During her Princeton Seminary education in the mid-1980s, she said that some female students shared with her that their husbands walked away from their marriages when they answered the call to ministry and enrolled in seminary. She also remembers how when she was interviewing for a position as pastor in the late 1980s, nobody wanted to hire a female minister unless it was for an assistant or associate position and then they could feel good about their “token woman.”

Yet, she says there was an advantage to being a woman in ministry. During her tenure as an installed pastor for more than 20 years, she received calls from male colleagues seeking counseling about personal and pastoral concerns. “Being a woman, wife and mother, I was nonthreatening. I think they felt they couldn’t confide as comfortably with their male counterparts,” Nickels says.

Female students are often advised to break gender stereotypes during seminary. For example, one professor suggested that when female pastors cry in the pulpit, it is the kiss of death, but for a male pastor, it is the kiss of life.

Respondents to the “Gender and Leadership in the PC(USA)” study reported other factors, besides gender, come into play when it comes to discrimination, including age, race, theological orientation, parental status and even height.

Beth Utley, who graduated from seminary at age 56, says there is no doubt in her mind that both gender and age worked against her as she pursued a call, even though she brought with her Masters of Divinity 25 years of experience as the director of Christian education.

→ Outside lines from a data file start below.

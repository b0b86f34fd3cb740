// ─────────────────────────────────────────────────────────────────────
// Word-Bias Kernel — Bias Metrics
// ─────────────────────────────────────────────────────────────────────
//! Measurements against an identified bias direction.
//!
//! - **Direct bias**: `Σ |cos(w, d)|^c / |N|` over neutral words `N`.
//!   `c` sets strictness: `c → 0` approaches a 0/1 indicator of any
//!   bias, large `c` emphasizes only strongly biased words.
//! - **Indirect bias**: `(v1·v2 - cos(v1⊥, v2⊥)) / v1·v2`, the share of
//!   two words' similarity carried by the direction. The denominator is
//!   not guarded: nearly orthogonal words yield huge or non-finite values.

use std::cmp::Ordering;
use std::collections::HashSet;

use wordbias_types::{
    Analogy, BiasError, BiasResult, CrossEmbeddingBias, CrossProjection, IndirectBiasEntry,
    ProjectionScore,
};

use crate::direction::BiasDirection;
use crate::store::EmbeddingStore;
use crate::vector_ops::{cosine_similarity, dot, l2_norm, normalize, reject, sub};

/// Analogy generation settings.
#[derive(Debug, Clone)]
pub struct AnalogyParams {
    /// Number of analogies to generate.
    pub n_analogies: usize,
    /// Allow a word to appear in more than one analogy.
    pub multiple: bool,
    /// Maximal distance between the normalized `x` and `y`. The default
    /// of 1 corresponds to an angle of at most π/3.
    pub delta: f64,
    /// Vocabulary prefix to search.
    pub restrict_vocab: usize,
}

impl Default for AnalogyParams {
    fn default() -> Self {
        Self {
            n_analogies: 100,
            multiple: false,
            delta: 1.0,
            restrict_vocab: 30_000,
        }
    }
}

impl AnalogyParams {
    pub fn with_n_analogies(mut self, n: usize) -> Self {
        self.n_analogies = n;
        self
    }

    pub fn with_multiple(mut self, multiple: bool) -> Self {
        self.multiple = multiple;
        self
    }

    pub fn with_delta(mut self, delta: f64) -> Self {
        self.delta = delta;
        self
    }

    pub fn with_restrict_vocab(mut self, restrict_vocab: usize) -> Self {
        self.restrict_vocab = restrict_vocab;
        self
    }
}

/// Read-only bias measurements over one store and one direction.
pub struct BiasMetrics<'a, S: EmbeddingStore + ?Sized> {
    store: &'a S,
    direction: &'a BiasDirection,
}

impl<'a, S: EmbeddingStore + ?Sized> BiasMetrics<'a, S> {
    pub fn new(store: &'a S, direction: &'a BiasDirection) -> Self {
        Self { store, direction }
    }

    pub fn direction(&self) -> &BiasDirection {
        self.direction
    }

    /// Cosine similarity between `word` and the direction.
    pub fn project_on_direction(&self, word: &str) -> BiasResult<f64> {
        Ok(cosine_similarity(
            self.direction.as_slice(),
            self.store.get(word)?,
        ))
    }

    /// Projections of `words`, sorted by projection descending.
    pub fn projection_scores<W: AsRef<str>>(&self, words: &[W]) -> BiasResult<Vec<ProjectionScore>> {
        let mut scores = words
            .iter()
            .map(|w| {
                let word = w.as_ref();
                Ok(ProjectionScore {
                    word: word.to_string(),
                    projection: self.project_on_direction(word)?,
                })
            })
            .collect::<BiasResult<Vec<_>>>()?;
        scores.sort_by(|a, b| descending(a.projection, b.projection));
        Ok(scores)
    }

    /// Direct bias of `neutral_words` with strictness `c`.
    pub fn direct_bias<W: AsRef<str>>(&self, neutral_words: &[W], c: f64) -> BiasResult<f64> {
        if neutral_words.is_empty() {
            return Err(BiasError::InvalidConfiguration(
                "direct bias needs at least one neutral word".to_string(),
            ));
        }
        if !(c >= 0.0 && c.is_finite()) {
            return Err(BiasError::InvalidConfiguration(format!(
                "strictness c must be a finite non-negative number, got {c}"
            )));
        }
        let mut total = 0.0;
        for word in neutral_words {
            total += self.project_on_direction(word.as_ref())?.abs().powf(c);
        }
        Ok(total / neutral_words.len() as f64)
    }

    /// Indirect bias between `word1` and `word2`.
    pub fn indirect_bias(&self, word1: &str, word2: &str) -> BiasResult<f64> {
        let v1 = normalize(self.store.get(word1)?)?;
        let v2 = normalize(self.store.get(word2)?)?;

        let p1 = reject(&v1, self.direction.as_slice());
        let p2 = reject(&v2, self.direction.as_slice());

        let inner = dot(&v1, &v2);
        let perpendicular = cosine_similarity(&p1, &p2);

        Ok((inner - perpendicular) / inner)
    }

    /// Words closest to each end of the local word-pair direction
    /// `normalize(positive_end - negative_end)`, with their indirect bias
    /// toward that end.
    ///
    /// Rows are in descending projection order: up to `n_extreme` rows
    /// for `positive_end`, then up to `n_extreme` for `negative_end`.
    /// A word never appears twice.
    pub fn closest_words_indirect_bias<W: AsRef<str>>(
        &self,
        positive_end: &str,
        negative_end: &str,
        words: &[W],
        n_extreme: usize,
    ) -> BiasResult<Vec<IndirectBiasEntry>> {
        let local_axis = normalize(&sub(
            self.store.get(positive_end)?,
            self.store.get(negative_end)?,
        ))?;

        let mut scored = words
            .iter()
            .map(|w| {
                let word = w.as_ref();
                let vector = normalize(self.store.get(word)?)?;
                Ok((word, dot(&vector, &local_axis)))
            })
            .collect::<BiasResult<Vec<_>>>()?;
        scored.sort_by(|a, b| descending(a.1, b.1));

        let head = n_extreme.min(scored.len());
        let tail = n_extreme.min(scored.len() - head);

        let positive = scored[..head].iter().map(|&(w, p)| (positive_end, w, p));
        let negative = scored[scored.len() - tail..]
            .iter()
            .map(|&(w, p)| (negative_end, w, p));

        positive
            .chain(negative)
            .map(|(end, word, projection)| {
                Ok(IndirectBiasEntry {
                    end: end.to_string(),
                    word: word.to_string(),
                    projection,
                    indirect_bias: self.indirect_bias(word, end)?,
                })
            })
            .collect()
    }

    /// Generate `x - y ~ direction` analogies (`a:x :: b:y` when
    /// `a - b ~ direction`) among semantically close word pairs.
    ///
    /// Both orderings of a close pair are candidates, `(y, x)` scoring the
    /// negation of `(x, y)`. Without `multiple` a word is used at most once,
    /// so only the better-scoring ordering can appear. Returns fewer than
    /// `n_analogies` if candidates run out.
    pub fn generate_analogies(&self, params: &AnalogyParams) -> BiasResult<Vec<Analogy>> {
        let tokens: Vec<&str> = self.store.tokens().take(params.restrict_vocab).collect();
        let vectors = tokens
            .iter()
            .map(|t| normalize(self.store.get(t)?))
            .collect::<BiasResult<Vec<_>>>()?;
        let direction = self.direction.as_slice();

        // (x, y, distance, score)
        let mut candidates: Vec<(usize, usize, f64, f64)> = Vec::new();
        for i in 0..vectors.len() {
            for j in (i + 1)..vectors.len() {
                let diff = sub(&vectors[i], &vectors[j]);
                let distance = l2_norm(&diff);
                if distance == 0.0 || distance >= params.delta {
                    continue;
                }
                let score = dot(&diff, direction) / distance;
                candidates.push((i, j, distance, score));
                candidates.push((j, i, distance, -score));
            }
        }
        candidates.sort_by(|a, b| descending(a.3, b.3));
        log::debug!(
            "{} close pairs among {} words",
            candidates.len(),
            tokens.len()
        );

        let mut analogies = Vec::with_capacity(params.n_analogies.min(candidates.len()));
        let mut generated: HashSet<usize> = HashSet::new();
        for (x, y, distance, score) in candidates {
            if analogies.len() >= params.n_analogies {
                break;
            }
            if params.multiple || (!generated.contains(&x) && !generated.contains(&y)) {
                analogies.push(Analogy {
                    x: tokens[x].to_string(),
                    y: tokens[y].to_string(),
                    distance,
                    score,
                });
            }
            generated.insert(x);
            generated.insert(y);
        }
        Ok(analogies)
    }
}

/// Projections of `words` in two embeddings and their Spearman rank
/// correlation. Words missing from either store are skipped.
pub fn bias_across_embeddings<A, B, W>(
    first: &BiasMetrics<'_, A>,
    second: &BiasMetrics<'_, B>,
    words: &[W],
) -> BiasResult<CrossEmbeddingBias>
where
    A: EmbeddingStore + ?Sized,
    B: EmbeddingStore + ?Sized,
    W: AsRef<str>,
{
    let mut projections = Vec::new();
    for word in words.iter().map(AsRef::as_ref) {
        if !(first.store.contains(word) && second.store.contains(word)) {
            continue;
        }
        projections.push(CrossProjection {
            word: word.to_string(),
            first: first.project_on_direction(word)?,
            second: second.project_on_direction(word)?,
        });
    }
    let xs: Vec<f64> = projections.iter().map(|p| p.first).collect();
    let ys: Vec<f64> = projections.iter().map(|p| p.second).collect();
    let rho = spearman_rho(&xs, &ys);
    Ok(CrossEmbeddingBias { projections, rho })
}

/// Spearman rank correlation with average ranks for ties.
///
/// NaN when fewer than two samples or either side is constant.
pub fn spearman_rho(xs: &[f64], ys: &[f64]) -> f64 {
    debug_assert_eq!(xs.len(), ys.len());
    if xs.len() < 2 {
        return f64::NAN;
    }
    pearson(&ranks(xs), &ranks(ys))
}

fn ranks(values: &[f64]) -> Vec<f64> {
    let mut order: Vec<usize> = (0..values.len()).collect();
    order.sort_by(|&a, &b| values[a].partial_cmp(&values[b]).unwrap_or(Ordering::Equal));
    let mut ranks = vec![0.0; values.len()];
    let mut i = 0;
    while i < order.len() {
        let mut j = i;
        while j + 1 < order.len() && values[order[j + 1]] == values[order[i]] {
            j += 1;
        }
        // Ranks are 1-based; ties share the mean rank
        let rank = (i + j) as f64 / 2.0 + 1.0;
        for &k in &order[i..=j] {
            ranks[k] = rank;
        }
        i = j + 1;
    }
    ranks
}

fn pearson(xs: &[f64], ys: &[f64]) -> f64 {
    let n = xs.len() as f64;
    let mx = xs.iter().sum::<f64>() / n;
    let my = ys.iter().sum::<f64>() / n;
    let mut cov = 0.0;
    let mut vx = 0.0;
    let mut vy = 0.0;
    for (x, y) in xs.iter().zip(ys) {
        cov += (x - mx) * (y - my);
        vx += (x - mx) * (x - mx);
        vy += (y - my) * (y - my);
    }
    cov / (vx * vy).sqrt()
}

fn descending(a: f64, b: f64) -> Ordering {
    b.partial_cmp(&a).unwrap_or(Ordering::Equal)
}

She recalls, “A woman from a pastoral nominating committee in Virginia told me that I was on top of the list as far as preaching goes, but the church wanted a young man with a family.” Utley waited three and a half years to be called as a solo pastor to The First Presbyterian Church of Stroudsburg, in Pennsylvania.

Pet-lamb to shepherds

There is much work to do and even the “pet lamb” approach to women in ordained ministry still has a cultural stronghold in some churches, but women have proven to be worthy shepherds, feeding and leading their flocks. They continue to transform the church through leadership and the nurture of spiritual life, often in solo pastorates.

Cannon once said: “What we need to be free is right here in this religion. It just hasn’t been unleashed, and that’s our job as liberating liberation theologians: to get the good news of the gospel, to set the captives free.”

As Towner looks back, she reflects: “The most important thing to know about women in ordained ministry is that they are only there because they have been called by God to serve in various capacities. All have been called. It’s something we couldn’t say no to. I’m a great believer in the Holy Spirit who is with us at all junctures in our lives.”

Sherry Blackman, a journalist, poet and author, serves as the pastor of The Presbyterian Church of the Mountain in Delaware Water Gap, Pennsylvania, as well as a truck stop chaplain at the Travel Center of America in Columbia, New Jersey, a validated ministry of Newton Presbytery.